■ **EXERCISE MATERIALS**

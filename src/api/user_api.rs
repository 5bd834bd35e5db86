// ==========================================
// 非洲关键矿产数据看板 - 用户 API
// ==========================================
// 职责: 用户/角色参考数据的只读查询
// 红线: 不做口令校验（访问控制层为外部协作方）
// ==========================================

use std::collections::BTreeMap;
use std::sync::Arc;

use crate::api::error::{ApiError, ApiResult};
use crate::domain::{Role, User};
use crate::repository::SnapshotStore;

// ==========================================
// UserApi - 用户 API
// ==========================================
pub struct UserApi {
    store: Arc<SnapshotStore>,
}

impl UserApi {
    /// 创建新的UserApi实例
    pub fn new(store: Arc<SnapshotStore>) -> Self {
        Self { store }
    }

    /// 角色列表（按角色 ID 有序）
    pub fn list_roles(&self) -> ApiResult<Vec<Role>> {
        let snapshot = self.store.current()?;
        Ok(snapshot.roles.values().cloned().collect())
    }

    /// 用户列表（按用户 ID 有序）
    pub fn list_users(&self) -> ApiResult<Vec<User>> {
        let snapshot = self.store.current()?;
        Ok(snapshot.users.values().cloned().collect())
    }

    /// 按登录标识查用户（用户名或邮箱）
    ///
    /// # 返回
    /// - Ok(User): 唯一匹配的用户
    /// - Err(ApiError::NotFound): 无匹配
    pub fn find_user(&self, login_id: &str) -> ApiResult<User> {
        let login_id = login_id.trim();
        if login_id.is_empty() {
            return Err(ApiError::InvalidInput("登录标识不能为空".to_string()));
        }

        let snapshot = self.store.current()?;
        snapshot
            .users
            .values()
            .find(|user| user.matches_login(login_id))
            .cloned()
            .ok_or_else(|| ApiError::NotFound(format!("用户(login={})不存在", login_id)))
    }

    /// 用户按角色名分组（角色名有序；组内按用户 ID 有序）
    pub fn users_by_role(&self) -> ApiResult<BTreeMap<String, Vec<User>>> {
        let snapshot = self.store.current()?;

        let mut grouped: BTreeMap<String, Vec<User>> = BTreeMap::new();
        for user in snapshot.users.values() {
            // 角色引用在加载期已校验可解析
            let role_name = snapshot
                .roles
                .get(&user.role_id)
                .map(|role| role.name.clone())
                .unwrap_or_else(|| user.role_id.clone());
            grouped.entry(role_name).or_default().push(user.clone());
        }
        Ok(grouped)
    }
}
// ==========================================
// 非洲关键矿产数据看板 - 领域类型定义
// ==========================================
// 序列化格式: SCREAMING_SNAKE_CASE (与数据文件一致)
// ==========================================

use serde::{Deserialize, Serialize};
use std::fmt;

// ==========================================
// 矿区状态 (Site Status)
// ==========================================
#[derive(Debug, Clone, Copy, PartialEq, Eq, PartialOrd, Ord, Serialize, Deserialize)]
#[serde(rename_all = "SCREAMING_SNAKE_CASE")]
pub enum SiteStatus {
    Active,   // 在产
    Inactive, // 停产
    Planned,  // 规划中
}

impl fmt::Display for SiteStatus {
    fn fmt(&self, f: &mut fmt::Formatter<'_>) -> fmt::Result {
        match self {
            SiteStatus::Active => write!(f, "ACTIVE"),
            SiteStatus::Inactive => write!(f, "INACTIVE"),
            SiteStatus::Planned => write!(f, "PLANNED"),
        }
    }
}

impl SiteStatus {
    /// 从字符串解析矿区状态（大小写不敏感）
    pub fn from_str(s: &str) -> Option<Self> {
        match s.trim().to_uppercase().as_str() {
            "ACTIVE" => Some(SiteStatus::Active),
            "INACTIVE" => Some(SiteStatus::Inactive),
            "PLANNED" => Some(SiteStatus::Planned),
            _ => None,
        }
    }

    /// 转换为数据文件存储的字符串
    pub fn as_str(&self) -> &'static str {
        match self {
            SiteStatus::Active => "ACTIVE",
            SiteStatus::Inactive => "INACTIVE",
            SiteStatus::Planned => "PLANNED",
        }
    }
}

// ==========================================
// 校验等级 (Validation Level)
// ==========================================
// Error 级别违规阻断整次加载; Warning/Info 仅记录
#[derive(Debug, Clone, Copy, PartialEq, Eq, PartialOrd, Ord, Serialize, Deserialize)]
#[serde(rename_all = "SCREAMING_SNAKE_CASE")]
pub enum ValidationLevel {
    Info,
    Warning,
    Error,
}

impl fmt::Display for ValidationLevel {
    fn fmt(&self, f: &mut fmt::Formatter<'_>) -> fmt::Result {
        match self {
            ValidationLevel::Info => write!(f, "INFO"),
            ValidationLevel::Warning => write!(f, "WARNING"),
            ValidationLevel::Error => write!(f, "ERROR"),
        }
    }
}
// ==========================================
// 非洲关键矿产数据看板 - API层错误类型
// ==========================================
// 职责: 定义API层错误类型，转换下层错误为用户可解释的错误消息
// 红线: 所有错误信息必须指明违规的实体/字段（可解释性）
// ==========================================

use crate::importer::LoadError;
use crate::repository::StoreError;
use thiserror::Error;

// ==========================================
// InvalidFilterError - 过滤条件错误
// ==========================================

/// 过滤条件错误
///
/// 引用了未知代码、或年份区间不一致的调用方输入；
/// 直接上抛给调用方，不做自动重试。
#[derive(Error, Debug, Clone, PartialEq, Eq)]
pub enum InvalidFilterError {
    #[error("未知国家代码: {0}")]
    UnknownCountryCode(String),

    #[error("未知矿种代码: {0}")]
    UnknownMineralCode(String),

    #[error("无效年份区间: start={start} > end={end}")]
    EmptyYearRange { start: i32, end: i32 },
}

// ==========================================
// ApiError - API层错误
// ==========================================

/// API层错误类型
#[derive(Error, Debug)]
pub enum ApiError {
    // ===== 调用方输入错误 =====
    #[error("过滤条件无效: {0}")]
    InvalidFilter(#[from] InvalidFilterError),

    #[error("无效输入: {0}")]
    InvalidInput(String),

    #[error("资源未找到: {0}")]
    NotFound(String),

    // ===== 加载错误 =====
    #[error("快照加载失败: {0}")]
    LoadFailed(#[from] LoadError),

    // ===== 通用错误 =====
    #[error("内部错误: {0}")]
    InternalError(String),

    #[error(transparent)]
    Other(#[from] anyhow::Error),
}

// ==========================================
// 从 StoreError 转换
// 目的: 将仓储层的技术错误转换为用户可解释的业务错误
// ==========================================
impl From<StoreError> for ApiError {
    fn from(err: StoreError) -> Self {
        match err {
            StoreError::NoSnapshotPublished => {
                ApiError::NotFound("尚未发布任何快照，请先加载数据目录".to_string())
            }
            StoreError::LockError(msg) => {
                ApiError::InternalError(format!("快照锁获取失败: {}", msg))
            }
            StoreError::InternalError(msg) => ApiError::InternalError(msg),
            StoreError::Other(err) => ApiError::Other(err),
        }
    }
}

/// Result 类型别名
pub type ApiResult<T> = Result<T, ApiError>;

#[cfg(test)]
mod tests {
    use super::*;

    #[test]
    fn test_store_error_conversion() {
        let api_err: ApiError = StoreError::NoSnapshotPublished.into();
        match api_err {
            ApiError::NotFound(msg) => assert!(msg.contains("尚未发布")),
            _ => panic!("Expected NotFound"),
        }

        let api_err: ApiError = StoreError::LockError("poisoned".to_string()).into();
        assert!(matches!(api_err, ApiError::InternalError(_)));
    }

    #[test]
    fn test_invalid_filter_error_messages() {
        let err = InvalidFilterError::UnknownMineralCode("XX".to_string());
        assert!(err.to_string().contains("XX"));

        let err = InvalidFilterError::EmptyYearRange {
            start: 2024,
            end: 2020,
        };
        assert!(err.to_string().contains("2024"));
        assert!(err.to_string().contains("2020"));
    }
}
// ==========================================
// 非洲关键矿产数据看板 - 领域模型层
// ==========================================
// 职责: 定义领域实体、类型
// 红线: 不含数据访问逻辑,不含引擎逻辑
// ==========================================

pub mod country;
pub mod filter;
pub mod mineral;
pub mod production;
pub mod site;
pub mod snapshot;
pub mod types;
pub mod user;

// 重导出核心类型
pub use country::{Country, RawCountryRecord};
pub use filter::{QueryFilter, YearRange};
pub use mineral::{Mineral, RawMineralRecord, DEFAULT_UNIT};
pub use production::{ProductionStat, RawProductionRecord, StatKey};
pub use site::{RawSiteRecord, Site};
pub use snapshot::{Snapshot, SnapshotMeta, TableCounts};
pub use types::{SiteStatus, ValidationLevel};
pub use user::{RawRoleRecord, RawUserRecord, Role, User};
// ==========================================
// 非洲关键矿产数据看板 - 快照加载器实现
// ==========================================
// 职责: 整合加载流程，从数据目录到完整快照
// 流程: 解析（并发） → 映射 → 校验 → 组装
// 原子性: 校验全部通过前不产出任何快照
// ==========================================

use crate::domain::types::SiteStatus;
use crate::domain::{
    Country, Mineral, ProductionStat, RawCountryRecord, RawMineralRecord, RawProductionRecord,
    RawRoleRecord, RawSiteRecord, RawUserRecord, Role, Site, Snapshot, SnapshotMeta, StatKey,
    TableCounts, User, DEFAULT_UNIT,
};
use crate::importer::error::{LoadError, LoadResult, ParseError, ValidationError};
use crate::importer::file_parser::UniversalFileParser;
use crate::importer::loader_trait::SnapshotImporter;
use crate::importer::table_mapper::TableMapper;
use crate::importer::validator::{ReferenceValidator, ValidationViolation};
use crate::{
    TABLE_COUNTRIES, TABLE_MINERALS, TABLE_PRODUCTION, TABLE_ROLES, TABLE_SITES, TABLE_USERS,
};
use chrono::{DateTime, Utc};
use serde::{Deserialize, Serialize};
use std::collections::{BTreeMap, BTreeSet, HashMap};
use std::path::{Path, PathBuf};
use std::time::Instant;
use tracing::{debug, info, warn};
use uuid::Uuid;

// 表头占第 1 行，首条数据行号为 2
const FIRST_DATA_ROW: usize = 2;

// ==========================================
// 加载结果
// ==========================================

/// 加载报告（随成功加载返回）
#[derive(Debug, Clone, PartialEq, Serialize, Deserialize)]
pub struct LoadReport {
    /// 本次加载生成的快照 ID
    pub snapshot_id: String,
    /// 加载完成时间
    pub loaded_at: DateTime<Utc>,
    /// 源数据目录
    pub source_dir: String,
    /// 各表行数
    pub counts: TableCounts,
    /// 非致命违规（WARNING / INFO）
    pub warnings: Vec<ValidationViolation>,
    /// 加载耗时（毫秒）
    pub elapsed_ms: u64,
}

/// 加载产出：快照 + 报告
#[derive(Debug)]
pub struct LoadOutcome {
    pub snapshot: Snapshot,
    pub report: LoadReport,
}

// ==========================================
// 解析中间结构
// ==========================================

type RawRow = HashMap<String, String>;

struct ParsedTable {
    /// 实际解析的文件名（用于错误与报告）
    file: String,
    rows: Vec<RawRow>,
}

struct ParsedTables {
    countries: ParsedTable,
    minerals: ParsedTable,
    sites: ParsedTable,
    production: ParsedTable,
    users: ParsedTable,
    roles: ParsedTable,
}

// ==========================================
// SnapshotLoader - 快照加载器
// ==========================================
pub struct SnapshotLoader {
    delimiter: u8,
    mapper: TableMapper,
    validator: ReferenceValidator,
}

impl SnapshotLoader {
    /// 创建新的 SnapshotLoader 实例
    ///
    /// # 参数
    /// - delimiter: CSV 分隔符
    /// - strict_coordinates: 坐标越界是否按 ERROR 处理
    pub fn new(delimiter: u8, strict_coordinates: bool) -> Self {
        Self {
            delimiter,
            mapper: TableMapper::new(),
            validator: ReferenceValidator::new(strict_coordinates),
        }
    }

    // ==========================================
    // 阶段 1: 文件解析（各表并发）
    // ==========================================

    /// 在数据目录下定位表文件（CSV 优先，其次 Excel）
    fn resolve_table_file(dir: &Path, table: &str) -> Option<PathBuf> {
        for ext in ["csv", "xlsx", "xls"] {
            let candidate = dir.join(format!("{}.{}", table, ext));
            if candidate.exists() {
                return Some(candidate);
            }
        }
        None
    }

    async fn parse_tables(&self, dir: &Path) -> LoadResult<ParsedTables> {
        // (表名, 是否必需)；users/roles 可缺省（参考数据）
        let specs = [
            (TABLE_COUNTRIES, true),
            (TABLE_MINERALS, true),
            (TABLE_SITES, true),
            (TABLE_PRODUCTION, true),
            (TABLE_USERS, false),
            (TABLE_ROLES, false),
        ];

        let mut handles = Vec::with_capacity(specs.len());
        for (table, required) in specs {
            match Self::resolve_table_file(dir, table) {
                Some(path) => {
                    let file = path
                        .file_name()
                        .map(|n| n.to_string_lossy().to_string())
                        .unwrap_or_else(|| format!("{}.csv", table));
                    let delimiter = self.delimiter;
                    let handle = tokio::task::spawn_blocking(move || {
                        UniversalFileParser::new(delimiter).parse(&path)
                    });
                    handles.push((file, Some(handle)));
                }
                None if required => {
                    return Err(ParseError::FileNotFound(
                        dir.join(format!("{}.csv", table)).display().to_string(),
                    )
                    .into());
                }
                None => {
                    debug!(table = table, "可选表文件缺省，按空表处理");
                    handles.push((format!("{}.csv", table), None));
                }
            }
        }

        let joined = futures::future::join_all(handles.into_iter().map(|(file, handle)| async move {
            let rows = match handle {
                Some(h) => h
                    .await
                    .map_err(|e| LoadError::Internal(format!("解析任务失败: {}", e)))??,
                None => Vec::new(),
            };
            Ok::<ParsedTable, LoadError>(ParsedTable { file, rows })
        }))
        .await;

        let mut tables = Vec::with_capacity(joined.len());
        for table in joined {
            tables.push(table?);
        }

        let mut it = tables.into_iter();
        let mut next = |table: &str| {
            it.next().unwrap_or_else(|| ParsedTable {
                file: format!("{}.csv", table),
                rows: Vec::new(),
            })
        };

        Ok(ParsedTables {
            countries: next(TABLE_COUNTRIES),
            minerals: next(TABLE_MINERALS),
            sites: next(TABLE_SITES),
            production: next(TABLE_PRODUCTION),
            users: next(TABLE_USERS),
            roles: next(TABLE_ROLES),
        })
    }

    // ==========================================
    // 阶段 2: 字段映射
    // ==========================================

    fn map_rows<T>(
        table: &ParsedTable,
        mut map_one: impl FnMut(&str, &RawRow, usize) -> Result<T, ParseError>,
    ) -> Result<Vec<T>, ParseError> {
        let mut records = Vec::with_capacity(table.rows.len());
        for (idx, row) in table.rows.iter().enumerate() {
            records.push(map_one(&table.file, row, idx + FIRST_DATA_ROW)?);
        }
        Ok(records)
    }

    // ==========================================
    // 阶段 4: 快照组装（校验通过后）
    // ==========================================

    fn assemble_countries(
        file: &str,
        records: Vec<RawCountryRecord>,
    ) -> LoadResult<BTreeMap<String, Country>> {
        let mut map = BTreeMap::new();
        for record in records {
            let row = record.row_number;
            let iso_code = required(record.iso_code, file, row, "CountryID")?;
            let country = Country {
                name: required(record.name, file, row, "CountryName")?,
                region: record.region,
                gdp_billion_usd: record.gdp_billion_usd,
                mining_revenue_billion_usd: record.mining_revenue_billion_usd,
                key_projects: record.key_projects,
                iso_code: iso_code.clone(),
            };
            map.insert(iso_code, country);
        }
        Ok(map)
    }

    fn assemble_minerals(
        file: &str,
        records: Vec<RawMineralRecord>,
    ) -> LoadResult<BTreeMap<String, Mineral>> {
        let mut map = BTreeMap::new();
        for record in records {
            let row = record.row_number;
            let code = required(record.code, file, row, "MineralID")?;
            let mineral = Mineral {
                name: required(record.name, file, row, "MineralName")?,
                unit: record.unit.unwrap_or_else(|| DEFAULT_UNIT.to_string()),
                description: record.description,
                code: code.clone(),
            };
            map.insert(code, mineral);
        }
        Ok(map)
    }

    fn assemble_sites(
        file: &str,
        records: Vec<RawSiteRecord>,
    ) -> LoadResult<BTreeMap<String, Site>> {
        let mut map = BTreeMap::new();
        for record in records {
            let row = record.row_number;
            let site_id = required(record.site_id, file, row, "SiteID")?;
            let status_raw = required(record.status, file, row, "Status")?;
            let status = SiteStatus::from_str(&status_raw).ok_or_else(|| {
                LoadError::Internal(format!(
                    "校验后状态仍不可解析 (文件 {}, 行 {}): {}",
                    file, row, status_raw
                ))
            })?;
            let site = Site {
                name: record.name,
                country_iso: required(record.country_iso, file, row, "CountryID")?,
                mineral_code: required(record.mineral_code, file, row, "MineralID")?,
                latitude: required(record.latitude, file, row, "Latitude")?,
                longitude: required(record.longitude, file, row, "Longitude")?,
                status,
                output_tonnes: record.output_tonnes,
                site_id: site_id.clone(),
            };
            map.insert(site_id, site);
        }
        Ok(map)
    }

    fn assemble_production(
        file: &str,
        records: Vec<RawProductionRecord>,
    ) -> LoadResult<BTreeMap<StatKey, ProductionStat>> {
        let mut map = BTreeMap::new();
        for record in records {
            let row = record.row_number;
            let stat = ProductionStat {
                country_iso: required(record.country_iso, file, row, "CountryID")?,
                mineral_code: required(record.mineral_code, file, row, "MineralID")?,
                year: required(record.year, file, row, "Year")?,
                quantity: required(record.quantity, file, row, "Production_tonnes")?,
                export_value_billion_usd: record.export_value_billion_usd,
                source: record.source,
            };
            map.insert(stat.key(), stat);
        }
        Ok(map)
    }

    fn assemble_roles(
        file: &str,
        records: Vec<RawRoleRecord>,
    ) -> LoadResult<BTreeMap<String, Role>> {
        let mut map = BTreeMap::new();
        for record in records {
            let row = record.row_number;
            let role_id = required(record.role_id, file, row, "RoleID")?;
            let role = Role {
                name: required(record.name, file, row, "RoleName")?,
                role_id: role_id.clone(),
            };
            map.insert(role_id, role);
        }
        Ok(map)
    }

    fn assemble_users(
        file: &str,
        records: Vec<RawUserRecord>,
    ) -> LoadResult<BTreeMap<String, User>> {
        let mut map = BTreeMap::new();
        for record in records {
            let row = record.row_number;
            let user_id = required(record.user_id, file, row, "UserID")?;
            let user = User {
                username: required(record.username, file, row, "Username")?,
                email: record.email,
                role_id: required(record.role_id, file, row, "RoleID")?,
                created_at: record.created_at,
                user_id: user_id.clone(),
            };
            map.insert(user_id, user);
        }
        Ok(map)
    }
}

■ **AIM OF THE EXERCISE**
Find the word "types" in the entries, then copy out every line that has it.

■ **YOUR RESPONSE**
pub mod types;
pub use types::{SiteStatus, ValidationLevel};
use crate::domain::types::SiteStatus;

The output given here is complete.